> _EXERCISE AIM_: The lines to find are those in the entries that hold the word "pending"; copy every one of them.

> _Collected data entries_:
= = = = =

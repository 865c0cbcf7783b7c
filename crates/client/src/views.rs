//! Text views over the task store and the intents a user can issue.

use std::sync::Arc;

use thiserror::Error;
use tokio::task::JoinSet;
use tracing::warn;

use crate::store::{TaskStore, TaskStoreState};

pub const HELP: &str = "\
Commands:
  add <title>     create a task
  toggle <n>      flip task n between done and not done
  delete <n>      delete task n
  refresh         reload the list from the server
  help            show this message
  quit            leave";

/// Render the store state the way the task list shows it.
///
/// An error replaces an empty list; with tasks present it is shown as a
/// banner above them.
pub fn render(state: &TaskStoreState) -> String {
    if state.loading {
        return "Loading...".to_string();
    }
    if state.tasks.is_empty() {
        return state
            .error
            .clone()
            .unwrap_or_else(|| "No tasks yet.".to_string());
    }

    let lines = state.tasks.iter().enumerate().map(|(i, task)| {
        let mark = if task.completed { 'x' } else { ' ' };
        format!("{}. [{}] {}", i + 1, mark, task.title)
    });
    state
        .error
        .iter()
        .cloned()
        .chain(lines)
        .collect::<Vec<_>>()
        .join("\n")
}

/// Text box plus "Add" button.
#[derive(Debug, Default)]
pub struct NewTaskInput {
    value: String,
}

impl NewTaskInput {
    pub fn set(&mut self, value: impl Into<String>) {
        self.value = value.into();
    }

    pub fn value(&self) -> &str {
        &self.value
    }

    /// Yields the trimmed title and clears the box, or `None` when there is
    /// nothing to submit.
    pub fn submit(&mut self) -> Option<String> {
        let title = self.value.trim();
        if title.is_empty() {
            return None;
        }
        let title = title.to_string();
        self.value.clear();
        Some(title)
    }
}

#[derive(Debug, Clone, PartialEq, Eq)]
pub enum Command {
    Add(String),
    Toggle(usize),
    Delete(usize),
    Refresh,
    Help,
    Quit,
}

#[derive(Debug, Error, PartialEq, Eq)]
pub enum ParseCommandError {
    #[error("type a command, or 'help'")]
    Empty,
    #[error("unknown command '{0}', type 'help'")]
    Unknown(String),
    #[error("'{0}' needs a task number")]
    MissingPosition(&'static str),
    #[error("'{0}' is not a task number")]
    InvalidPosition(String),
}

impl Command {
    pub fn parse(line: &str) -> Result<Self, ParseCommandError> {
        let line = line.trim();
        let (verb, rest) = line
            .split_once(char::is_whitespace)
            .map(|(verb, rest)| (verb, rest.trim()))
            .unwrap_or((line, ""));

        match verb.to_ascii_lowercase().as_str() {
            "" => Err(ParseCommandError::Empty),
            "add" => Ok(Command::Add(rest.to_string())),
            "toggle" => parse_position("toggle", rest).map(Command::Toggle),
            "delete" | "rm" => parse_position("delete", rest).map(Command::Delete),
            "refresh" | "list" => Ok(Command::Refresh),
            "help" | "?" => Ok(Command::Help),
            "quit" | "exit" => Ok(Command::Quit),
            other => Err(ParseCommandError::Unknown(other.to_string())),
        }
    }
}

fn parse_position(verb: &'static str, raw: &str) -> Result<usize, ParseCommandError> {
    if raw.is_empty() {
        return Err(ParseCommandError::MissingPosition(verb));
    }
    match raw.parse::<usize>() {
        Ok(n) if n > 0 => Ok(n),
        _ => Err(ParseCommandError::InvalidPosition(raw.to_string())),
    }
}

#[derive(Debug, PartialEq, Eq)]
pub enum Outcome {
    /// The store operation runs in the background until `App::settle`.
    Dispatched,
    Ignored(String),
    Help,
    Quit,
}

/// UI root: owns the store handle, the new-task input and the store
/// operations still in flight.
pub struct App {
    store: Arc<TaskStore>,
    input: NewTaskInput,
    pending: JoinSet<()>,
}

impl App {
    pub fn new(store: Arc<TaskStore>) -> Self {
        Self {
            store,
            input: NewTaskInput::default(),
            pending: JoinSet::new(),
        }
    }

    /// Initial load, issued once when the list first appears.
    pub fn mount(&mut self) {
        let store = self.store.clone();
        self.pending.spawn(async move { store.fetch_tasks().await });
    }

    /// Wait for every dispatched operation to finish.
    pub async fn settle(&mut self) {
        while let Some(result) = self.pending.join_next().await {
            if let Err(e) = result {
                warn!(error = %e, "Task operation did not complete");
            }
        }
    }

    pub fn render(&self) -> String {
        render(&self.store.snapshot())
    }

    /// Must be called from within a Tokio runtime.
    pub fn dispatch(&mut self, command: Command) -> Outcome {
        // Drop results of operations that already finished.
        while self.pending.try_join_next().is_some() {}

        let store = self.store.clone();
        match command {
            Command::Add(title) => {
                self.input.set(title);
                match self.input.submit() {
                    Some(title) => {
                        self.pending
                            .spawn(async move { store.add_task(&title).await });
                        Outcome::Dispatched
                    }
                    None => Outcome::Ignored("Task title cannot be empty".to_string()),
                }
            }
            Command::Toggle(position) => match self.task_id_at(position) {
                Some(id) => {
                    self.pending
                        .spawn(async move { store.toggle_task(id).await });
                    Outcome::Dispatched
                }
                None => Outcome::Ignored(format!("No task at position {}", position)),
            },
            Command::Delete(position) => match self.task_id_at(position) {
                Some(id) => {
                    self.pending
                        .spawn(async move { store.delete_task(id).await });
                    Outcome::Dispatched
                }
                None => Outcome::Ignored(format!("No task at position {}", position)),
            },
            Command::Refresh => {
                self.mount();
                Outcome::Dispatched
            }
            Command::Help => Outcome::Help,
            Command::Quit => Outcome::Quit,
        }
    }

    fn task_id_at(&self, position: usize) -> Option<uuid::Uuid> {
        let state = self.store.snapshot();
        position
            .checked_sub(1)
            .and_then(|index| state.tasks.get(index))
            .map(|task| task.id)
    }
}

#[cfg(test)]
mod tests {
    use chrono::Utc;
    use uuid::Uuid;

    use super::*;
    use crate::{
        models::Task,
        store::{DELETE_FAILED, tests::FakeApi},
    };

    fn task(title: &str, completed: bool) -> Task {
        let now = Utc::now();
        Task {
            id: Uuid::new_v4(),
            title: title.to_string(),
            completed,
            created_at: now,
            updated_at: now,
        }
    }

    #[test]
    fn render_prefers_loading_then_error() {
        let mut state = TaskStoreState {
            tasks: vec![],
            loading: true,
            error: Some("Failed to fetch tasks".to_string()),
        };
        assert_eq!(render(&state), "Loading...");

        state.loading = false;
        assert_eq!(render(&state), "Failed to fetch tasks");
    }

    #[test]
    fn render_shows_error_above_existing_tasks() {
        let state = TaskStoreState {
            tasks: vec![task("Buy milk", true)],
            loading: false,
            error: Some("Failed to update task".to_string()),
        };
        assert_eq!(render(&state), "Failed to update task\n1. [x] Buy milk");
    }

    #[tokio::test]
    async fn failed_delete_still_renders_the_task() {
        let store = TaskStore::new(Arc::new(FakeApi::with_tasks(&["stays"])));
        store.fetch_tasks().await;

        store.delete_task(Uuid::new_v4()).await;

        let out = render(&store.snapshot());
        assert!(out.starts_with(DELETE_FAILED));
        assert!(out.contains("1. [ ] stays"));
    }

    #[test]
    fn render_lists_tasks_with_checkboxes() {
        let state = TaskStoreState {
            tasks: vec![task("Buy milk", false), task("Walk dog", true)],
            ..Default::default()
        };
        assert_eq!(render(&state), "1. [ ] Buy milk\n2. [x] Walk dog");
        assert_eq!(render(&TaskStoreState::default()), "No tasks yet.");
    }

    #[test]
    fn input_trims_and_ignores_blank_titles() {
        let mut input = NewTaskInput::default();
        input.set("   ");
        assert_eq!(input.submit(), None);
        assert_eq!(input.value(), "   ");

        input.set("  Buy milk \n");
        assert_eq!(input.submit().as_deref(), Some("Buy milk"));
        assert_eq!(input.value(), "");
    }

    #[test]
    fn parses_commands() {
        assert_eq!(
            Command::parse("add  Buy oat milk "),
            Ok(Command::Add("Buy oat milk".to_string()))
        );
        assert_eq!(Command::parse("add"), Ok(Command::Add(String::new())));
        assert_eq!(Command::parse("TOGGLE 2"), Ok(Command::Toggle(2)));
        assert_eq!(Command::parse("rm 1"), Ok(Command::Delete(1)));
        assert_eq!(Command::parse("list"), Ok(Command::Refresh));
        assert_eq!(Command::parse("exit"), Ok(Command::Quit));
    }

    #[test]
    fn rejects_malformed_commands() {
        assert_eq!(Command::parse("   "), Err(ParseCommandError::Empty));
        assert_eq!(
            Command::parse("toggle"),
            Err(ParseCommandError::MissingPosition("toggle"))
        );
        assert_eq!(
            Command::parse("delete 0"),
            Err(ParseCommandError::InvalidPosition("0".to_string()))
        );
        assert_eq!(
            Command::parse("fly away"),
            Err(ParseCommandError::Unknown("fly".to_string()))
        );
    }

    #[tokio::test]
    async fn app_dispatches_intents_to_store() {
        let store = Arc::new(TaskStore::new(Arc::new(FakeApi::with_tasks(&["existing"]))));
        let mut app = App::new(store);
        app.mount();
        app.settle().await;
        assert_eq!(app.render(), "1. [ ] existing");

        assert_eq!(
            app.dispatch(Command::Add(" new one ".to_string())),
            Outcome::Dispatched
        );
        app.settle().await;

        assert_eq!(app.dispatch(Command::Toggle(2)), Outcome::Dispatched);
        app.settle().await;
        assert_eq!(app.render(), "1. [ ] existing\n2. [x] new one");

        assert_eq!(app.dispatch(Command::Delete(1)), Outcome::Dispatched);
        app.settle().await;
        assert_eq!(app.render(), "1. [x] new one");
    }

    #[tokio::test]
    async fn settle_finishes_work_dispatched_before_quit() {
        let api = Arc::new(FakeApi::default());
        let mut app = App::new(Arc::new(TaskStore::new(api.clone())));

        for title in ["milk", "eggs", "bread"] {
            assert_eq!(
                app.dispatch(Command::Add(title.to_string())),
                Outcome::Dispatched
            );
        }
        assert_eq!(app.dispatch(Command::Quit), Outcome::Quit);
        app.settle().await;

        assert_eq!(api.stored().len(), 3);
        assert_eq!(app.store.snapshot().tasks.len(), 3);
    }

    #[tokio::test]
    async fn app_ignores_blank_titles_and_bad_positions() {
        let store = Arc::new(TaskStore::new(Arc::new(FakeApi::default())));
        let mut app = App::new(store.clone());

        assert!(matches!(
            app.dispatch(Command::Add("   ".to_string())),
            Outcome::Ignored(_)
        ));
        assert!(matches!(app.dispatch(Command::Toggle(3)), Outcome::Ignored(_)));
        assert!(matches!(app.dispatch(Command::Delete(1)), Outcome::Ignored(_)));
        assert!(store.snapshot().tasks.is_empty());
    }
}
use std::sync::Arc;

use clap::Parser;
use client::{
    api::HttpTaskApi,
    store::TaskStore,
    views::{App, Command, HELP, Outcome, render},
};
use tokio::io::{AsyncBufReadExt, BufReader};
use utils::logging::init_tracing;

/// Interactive terminal client for the task manager.
#[derive(Parser, Debug)]
#[command(name = "tasks", version)]
struct Args {
    /// Origin of the task API server
    #[arg(long, env = "TASKS_API_URL", default_value = "http://127.0.0.1:3000")]
    api_url: String,
}

#[tokio::main]
async fn main() -> anyhow::Result<()> {
    init_tracing("client=warn");
    let args = Args::parse();

    let api = HttpTaskApi::new(&args.api_url)?;
    let store = Arc::new(TaskStore::new(Arc::new(api)));
    let mut updates = store.subscribe();
    let mut app = App::new(store);

    let renderer = tokio::spawn(async move {
        while updates.changed().await.is_ok() {
            let state = updates.borrow_and_update().clone();
            println!("\n{}", render(&state));
        }
    });

    println!("Task Manager ({})\n{}", args.api_url, HELP);
    app.mount();

    let mut lines = BufReader::new(tokio::io::stdin()).lines();
    while let Some(line) = lines.next_line().await? {
        let command = match Command::parse(&line) {
            Ok(command) => command,
            Err(e) => {
                println!("{}", e);
                continue;
            }
        };
        match app.dispatch(command) {
            Outcome::Dispatched => {}
            Outcome::Ignored(reason) => println!("{}", reason),
            Outcome::Help => println!("{}", HELP),
            Outcome::Quit => break,
        }
    }

    // Finish in-flight store operations, then let the renderer drain the
    // last updates; it exits once the store is dropped.
    app.settle().await;
    drop(app);
    renderer.await?;
    Ok(())
}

= = = = =

> _COMPLETED EXERCISE_:
    pending: JoinSet<()>,
            pending: JoinSet::new(),
        self.pending.spawn(async move { store.fetch_tasks().await });
        while let Some(result) = self.pending.join_next().await {
        while self.pending.try_join_next().is_some() {}
                        self.pending
                    self.pending
                    self.pending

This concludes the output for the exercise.